**EXERCISE AIM:**
An exact copy of all the entries below is what this task needs.

DATA SECTION Start Marker

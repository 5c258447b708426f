pub mod config;
pub mod detection;
pub mod error;
pub mod models;
pub mod pipeline;

pub use config::ScanConfig;
pub use detection::{DocumentScanner, ScanResult, build_standard_pipeline};
pub use error::{Result, ScanError};
pub use models::{Polygon, Quad};
pub use pipeline::{
    DebugConfig, MetadataValue, Pipeline, PipelineContext, PipelineData, PipelineStep,
};

#[cfg(feature = "gui")]
pub mod gui;

use image::{DynamicImage, ImageReader};
use std::path::Path;

/// Decode an image file, reporting the path on failure
pub fn load_image(path: impl AsRef<Path>) -> Result<DynamicImage> {
    let path = path.as_ref();
    ImageReader::open(path)
        .map_err(|e| ScanError::ImageLoad {
            path: path.to_path_buf(),
            source: image::ImageError::IoError(e),
        })?
        .decode()
        .map_err(|source| ScanError::ImageLoad {
            path: path.to_path_buf(),
            source,
        })
}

DATA SECTION End Marker

**SOLUTION:**
repository 5c258447b708426f
pub mod config;
pub mod detection;
pub mod error;
pub mod models;
pub mod pipeline;

pub use config::ScanConfig;
pub use detection::{DocumentScanner, ScanResult, build_standard_pipeline};
pub use error::{Result, ScanError};
pub use models::{Polygon, Quad};
pub use pipeline::{
    DebugConfig, MetadataValue, Pipeline, PipelineContext, PipelineData, PipelineStep,
};

#[cfg(feature = "gui")]
pub mod gui;

use image::{DynamicImage, ImageReader};
use std::path::Path;

/// Decode an image file, reporting the path on failure
pub fn load_image(path: impl AsRef<Path>) -> Result<DynamicImage> {
    let path = path.as_ref();
    ImageReader::open(path)
        .map_err(|e| ScanError::ImageLoad {
            path: path.to_path_buf(),
            source: image::ImageError::IoError(e),
        })?
        .decode()
        .map_err(|source| ScanError::ImageLoad {
            path: path.to_path_buf(),
            source,
        })
}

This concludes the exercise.